Texas Abortion Ban: The Right’s Aggressive Offensive*

The Supreme Court and its conservative supermajority’s decision pose a real threat to the law that, for the past 48 years, has allowed American women to terminate pregnancy.

Texas has passed the strictest antiabortion law in the U.S. since the landmark Roe v. Wade ruling in 1973, and the Supreme Court declined to block its implementation. The court and its conservative supermajority’s decision pose a real threat to the access to legal abortion that American women have had for the past 48 years. This issue will most likely become a key theme in the campaign ahead of Congressional elections next year.

The bill was passed by the state legislature and signed into law by Republican Gov. Greg Abbott. It prohibits abortion after a fetal heartbeat is detected, which most often happens six weeks into a pregnancy, before some women, if not most, know that they are pregnant. Other states have already tried to impose such a restrictive time limit, but without much success. What sets the Texas law apart, however, is the innovative and unprecedented way of enforcing it. The law states that doctors, other health officials or “anyone” who aids and abets an illegal abortion can be sued by private individuals and subject to a $10,000 fine. It includes cases where the woman is impregnated as a result of rape or incest, but there is an exception for medical emergencies when the woman’s life is in danger.

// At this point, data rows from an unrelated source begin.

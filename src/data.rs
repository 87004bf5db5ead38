use serde::{Deserialize, Serialize};
use std::collections::{BTreeMap, BTreeSet};
use std::fmt;

use crate::error::ConfigError;

// Type aliases for clarity
pub type SubjectId = String;
pub type TeacherId = String;
pub type ClassId = String;
pub type ResourceId = String;
pub type Day = usize;
pub type Period = usize;

/// `availability[day][period]`, `true` when the slot can be used.
pub type Availability = Vec<Vec<bool>>;

/// A subject that classes take for a number of periods per week.
#[derive(Debug, Clone, Deserialize, Serialize)]
#[serde(rename_all = "camelCase")]
pub struct Subject {
    pub id: SubjectId,
    pub name: String,
    #[serde(default)]
    pub weekly_periods: u32,
    #[serde(default)]
    pub lab: bool,
    #[serde(default)]
    pub double_period: bool,
    #[serde(default, skip_serializing_if = "Option::is_none")]
    pub resource_type: Option<String>,
}

/// A teacher, the subjects they are qualified for and when they can teach.
#[derive(Debug, Clone, Deserialize, Serialize)]
#[serde(rename_all = "camelCase")]
pub struct Teacher {
    pub id: TeacherId,
    pub name: String,
    pub subjects: BTreeSet<SubjectId>,
    pub max_load: u32,
    pub availability: Availability,
}

/// A class (group of students) with its weekly period count per subject.
#[derive(Debug, Clone, Deserialize, Serialize)]
#[serde(rename_all = "camelCase")]
pub struct SchoolClass {
    pub id: ClassId,
    pub name: String,
    pub subjects: BTreeMap<SubjectId, u32>,
}

/// A bookable room or piece of equipment, e.g. a lab.
#[derive(Debug, Clone, Deserialize, Serialize)]
#[serde(rename_all = "camelCase")]
pub struct Resource {
    pub id: ResourceId,
    #[serde(rename = "type")]
    pub kind: String,
    pub availability: Availability,
}

/// The complete school configuration the timetable is generated from.
#[derive(Debug, Clone, Deserialize, Serialize)]
#[serde(rename_all = "camelCase")]
pub struct SchoolConfig {
    pub working_days: usize,
    pub periods_per_day: usize,
    pub subjects: Vec<Subject>,
    pub teachers: Vec<Teacher>,
    pub classes: Vec<SchoolClass>,
    #[serde(default)]
    pub resources: Vec<Resource>,
}

impl SchoolConfig {
    /// Checks the dimensions the engine indexes by.
    ///
    /// The engine itself trusts its input; this is meant for callers that
    /// receive configurations from outside, like the HTTP service.
    pub fn check_shape(&self) -> Result<(), ConfigError> {
        if self.working_days == 0 || self.periods_per_day == 0 {
            return Err(ConfigError::EmptyWeek);
        }
        let teachers = self
            .teachers
            .iter()
            .map(|t| ("teacher", &t.id, &t.availability));
        let resources = self
            .resources
            .iter()
            .map(|r| ("resource", &r.id, &r.availability));
        for (owner, id, availability) in teachers.chain(resources) {
            if !self.fits_week(availability) {
                return Err(ConfigError::Availability {
                    owner,
                    id: id.clone(),
                    days: self.working_days,
                    periods: self.periods_per_day,
                });
            }
        }
        Ok(())
    }

    /// Checks that every grid of `timetable` has the configured dimensions.
    pub fn check_timetable_shape(&self, timetable: &Timetable) -> Result<(), ConfigError> {
        match timetable.iter().find(|(_, grid)| !self.fits_week(grid)) {
            Some((class_id, _)) => Err(ConfigError::GridShape(class_id.clone())),
            None => Ok(()),
        }
    }

    fn fits_week<T>(&self, rows: &[Vec<T>]) -> bool {
        rows.len() == self.working_days && rows.iter().all(|row| row.len() == self.periods_per_day)
    }
}

fn is_false(value: &bool) -> bool {
    !*value
}

/// A lesson placed in a class grid.
///
/// Double periods are written to two adjacent cells; the first carries
/// `headOfDouble = true`, the second `headOfDouble = false`.
#[derive(Debug, Clone, PartialEq, Eq, Deserialize, Serialize)]
#[serde(rename_all = "camelCase")]
pub struct Assignment {
    pub subject_id: SubjectId,
    pub teacher_id: TeacherId,
    #[serde(default, skip_serializing_if = "Option::is_none")]
    pub resource_id: Option<ResourceId>,
    #[serde(default, skip_serializing_if = "is_false")]
    pub double: bool,
    #[serde(default, skip_serializing_if = "Option::is_none")]
    pub head_of_double: Option<bool>,
}

impl Assignment {
    pub fn new(subject_id: &str, teacher_id: &str, resource_id: Option<&str>) -> Self {
        Self {
            subject_id: subject_id.to_string(),
            teacher_id: teacher_id.to_string(),
            resource_id: resource_id.map(str::to_string),
            double: false,
            head_of_double: None,
        }
    }

    /// Number of consecutive periods this lesson occupies.
    pub fn span(&self) -> usize {
        if self.double { 2 } else { 1 }
    }

    /// True for the second cell of a double period.
    pub fn is_tail(&self) -> bool {
        self.double && self.head_of_double == Some(false)
    }

    /// Whether `self` at period p and `next` at p + 1 are the two halves of
    /// one double period.
    pub fn pairs_with(&self, next: &Assignment) -> bool {
        self.double
            && next.double
            && self.head_of_double == Some(true)
            && next.head_of_double == Some(false)
            && self.subject_id == next.subject_id
            && self.teacher_id == next.teacher_id
            && self.resource_id == next.resource_id
    }
}

/// Records demand that could not be placed.
#[derive(Debug, Clone, PartialEq, Eq, Deserialize, Serialize)]
#[serde(rename_all = "camelCase")]
pub struct UnassignedMarker {
    pub subject_id: SubjectId,
    pub unassigned: bool,
    #[serde(default, skip_serializing_if = "is_false")]
    pub double: bool,
    #[serde(default, skip_serializing_if = "Option::is_none")]
    pub head_of_double: Option<bool>,
}

impl UnassignedMarker {
    pub fn new(subject_id: &str) -> Self {
        Self {
            subject_id: subject_id.to_string(),
            unassigned: true,
            double: false,
            head_of_double: None,
        }
    }
}

/// The content of a non-empty grid cell.
#[derive(Debug, Clone, PartialEq, Eq, Deserialize, Serialize)]
#[serde(untagged)]
pub enum TimetableEntry {
    Assigned(Assignment),
    Unassigned(UnassignedMarker),
}

impl TimetableEntry {
    pub fn subject_id(&self) -> &str {
        match self {
            TimetableEntry::Assigned(a) => &a.subject_id,
            TimetableEntry::Unassigned(m) => &m.subject_id,
        }
    }

    pub fn assignment(&self) -> Option<&Assignment> {
        match self {
            TimetableEntry::Assigned(a) => Some(a),
            TimetableEntry::Unassigned(_) => None,
        }
    }

    pub fn is_unassigned(&self) -> bool {
        matches!(self, TimetableEntry::Unassigned(_))
    }

    /// True for every cell except the second half of a double.
    pub fn is_head(&self) -> bool {
        match self {
            TimetableEntry::Assigned(a) => !a.is_tail(),
            TimetableEntry::Unassigned(m) => !(m.double && m.head_of_double == Some(false)),
        }
    }

    /// Copy of this entry as cell `offset` of a lesson spanning `span` periods.
    pub fn part(&self, span: usize, offset: usize) -> TimetableEntry {
        let double = span == 2;
        let head = double.then_some(offset == 0);
        match self {
            TimetableEntry::Assigned(a) => TimetableEntry::Assigned(Assignment {
                double,
                head_of_double: head,
                ..a.clone()
            }),
            TimetableEntry::Unassigned(m) => TimetableEntry::Unassigned(UnassignedMarker {
                double,
                head_of_double: head,
                ..m.clone()
            }),
        }
    }
}

impl fmt::Display for TimetableEntry {
    fn fmt(&self, f: &mut fmt::Formatter<'_>) -> fmt::Result {
        match self {
            TimetableEntry::Assigned(a) => match &a.resource_id {
                Some(resource) => write!(f, "{} ({} @ {})", a.subject_id, a.teacher_id, resource),
                None => write!(f, "{} ({})", a.subject_id, a.teacher_id),
            },
            TimetableEntry::Unassigned(m) => write!(f, "{} (unassigned)", m.subject_id),
        }
    }
}

/// One cell of a class grid; `None` is an untouched slot.
pub type Cell = Option<TimetableEntry>;

/// `grid[day][period]` for a single class.
pub type Grid = Vec<Vec<Cell>>;

/// Class id to grid. Ordered so that serialized output is stable.
pub type Timetable = BTreeMap<ClassId, Grid>;

/// Point contributions of each soft-constraint violation.
///
/// Callers that learn penalties from historical manual edits override these.
#[derive(Debug, Clone, Copy, PartialEq, Eq, Deserialize, Serialize)]
#[serde(rename_all = "camelCase", default)]
pub struct PenaltyWeights {
    pub unassigned: u64,
    pub adjacency: u64,
    pub idle_gap: u64,
}

impl Default for PenaltyWeights {
    fn default() -> Self {
        Self {
            unassigned: 20,
            adjacency: 10,
            idle_gap: 5,
        }
    }
}

/// Quality summary of a timetable.
#[derive(Debug, Clone, PartialEq, Eq, Deserialize, Serialize)]
#[serde(rename_all = "camelCase")]
pub struct Diagnostics {
    pub unassigned_count: usize,
    pub penalty_score: u64,
    pub teacher_loads: BTreeMap<TeacherId, u32>,
}

/// Parameters of one generation run.
#[derive(Debug, Clone, Copy, PartialEq, Eq, Deserialize, Serialize)]
#[serde(rename_all = "camelCase", default)]
pub struct GenerateOptions {
    pub seed: u32,
    pub optimize_iterations: usize,
    pub weights: PenaltyWeights,
}

impl Default for GenerateOptions {
    fn default() -> Self {
        Self {
            seed: crate::rng::DEFAULT_SEED,
            optimize_iterations: 200,
            weights: PenaltyWeights::default(),
        }
    }
}

/// Counters and timings of a generation run.
///
/// Kept apart from [`Diagnostics`] because the timings differ between
/// otherwise identical runs.
#[derive(Debug, Clone, Default, PartialEq, Eq, Deserialize, Serialize)]
#[serde(rename_all = "camelCase")]
pub struct SearchStats {
    pub requirements: usize,
    pub greedy_assigned: usize,
    pub greedy_unassigned: usize,
    pub dropped_requirements: usize,
    pub iterations: usize,
    pub same_slot_draws: usize,
    pub infeasible_swaps: usize,
    pub accepted_swaps: usize,
    pub initial_penalty: u64,
    pub final_penalty: u64,
    pub greedy_ms: u64,
    pub optimize_ms: u64,
}

/// The final output of the generator.
#[derive(Debug, Clone, Serialize, Deserialize)]
#[serde(rename_all = "camelCase")]
pub struct GenerationResult {
    pub timetable: Timetable,
    pub diagnostics: Diagnostics,
    pub stats: SearchStats,
}

/// Body of a generation request.
#[derive(Debug, Clone, Deserialize, Serialize)]
#[serde(rename_all = "camelCase")]
pub struct GenerateRequest {
    pub config: SchoolConfig,
    #[serde(flatten)]
    pub options: GenerateOptions,
}

/// Body of a penalty request for an existing timetable.
#[derive(Debug, Clone, Deserialize, Serialize)]
#[serde(rename_all = "camelCase")]
pub struct PenaltyRequest {
    pub config: SchoolConfig,
    pub timetable: Timetable,
    #[serde(default)]
    pub weights: PenaltyWeights,
}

A Conservative Supreme Court

Pro-abortion organizations, in an attempt to stop the law from taking effect, appealed to the federal Court of Appeals, but the case was then filed in Supreme Court. By a 5-4 vote late Wednesday, the justices denied the emergency appeal. The dispute is not over yet, since the Supreme Court has not ruled on the merits of whether or not the case is constitutional. Therefore, it is expected that the case will be heard at a later date, but the expected players are not promising a successful outcome for supporters of legal abortion. Five conservative justices voted against blocking the Texas law, including Donald Trump’s three appointees: Amy Coney Barrett, Neil Gorsuch and Brett Kavanaugh.

The court ruling, although it does not decide on the legality of decisions made by the lower courts and the constitutionality of laws passed by Congress, have prompted almost all abortion centers in Texas to close, including Planned Parenthood clinics. All women from the second largest state in the country wishing to have an abortion will have to travel to other states. This will affect primarily the poorer citizens, particularly racial minorities. At the moment, travel in the U.S. carries additional risks due to the COVID-19 pandemic.

Since the 1973 Supreme Court decision in Roe v. Wade, U.S. women have had the right to an abortion up through the 24th week of pregnancy. Since then, however, Congress and many states have passed various laws restricting that right; as a result, access to abortion has narrowed. The change in the balance of power in the Supreme Court, now with a 6-3 conservative majority (although Chief Justice John Roberts, who is considered conservative, sided with liberals to block the abortion law), has motivated the anti-abortion movement’s offensive against abortion. The new Texas law is not unique; other Southern Bible Belt states have also proposed anti-abortion laws. The Supreme Court has already received appeals to a law in Mississippi that bans abortions at 15 weeks. The court is expected to make a ruling next year, when Congressional elections take place.

Abortion: A Political Issue

Joe Biden has sharply criticized the Supreme Court ruling on the Texas law and promised that his administration will “protect and defend” the constitutional rights established under Roe v. Wade. The pro-abortion activists have called on Congress to tackle the issue of abortion and to pass a law that would block anti-abortion laws in certain states. Democrats hold a majority in both houses of Congress, but it is not enough to pass important bills; apart from the spending bills, all the others require a majority of at least 60 votes in the Senate.** Meanwhile, the Senate holds an equal number (50) of Republicans and Democrats; the only control the Democrats have over legislative procedures comes from Vice President Kamala Harris, who can cast the tie-breaking vote.

According to a poll conducted by NBC in August, 54% of Americans believe that abortion should be legal in all or most cases. This indicates that a Supreme Court decision to ban abortion would not be taken very well. Theoretically, the Supreme Court is above politics, but in practice, the justices do not ignore the mood swings of the general public. The Democratic Party, with women being among its key voters, hopes that the Republican anti-abortion offensive will motivate its supporters to help them win next year’s midterm.

*Editor’s Note: This article is available in the original Polish only to subscribers.

**Editor’s Note: A 60-vote supermajority is only required in the Senate to shut down a filibuster by the opposition.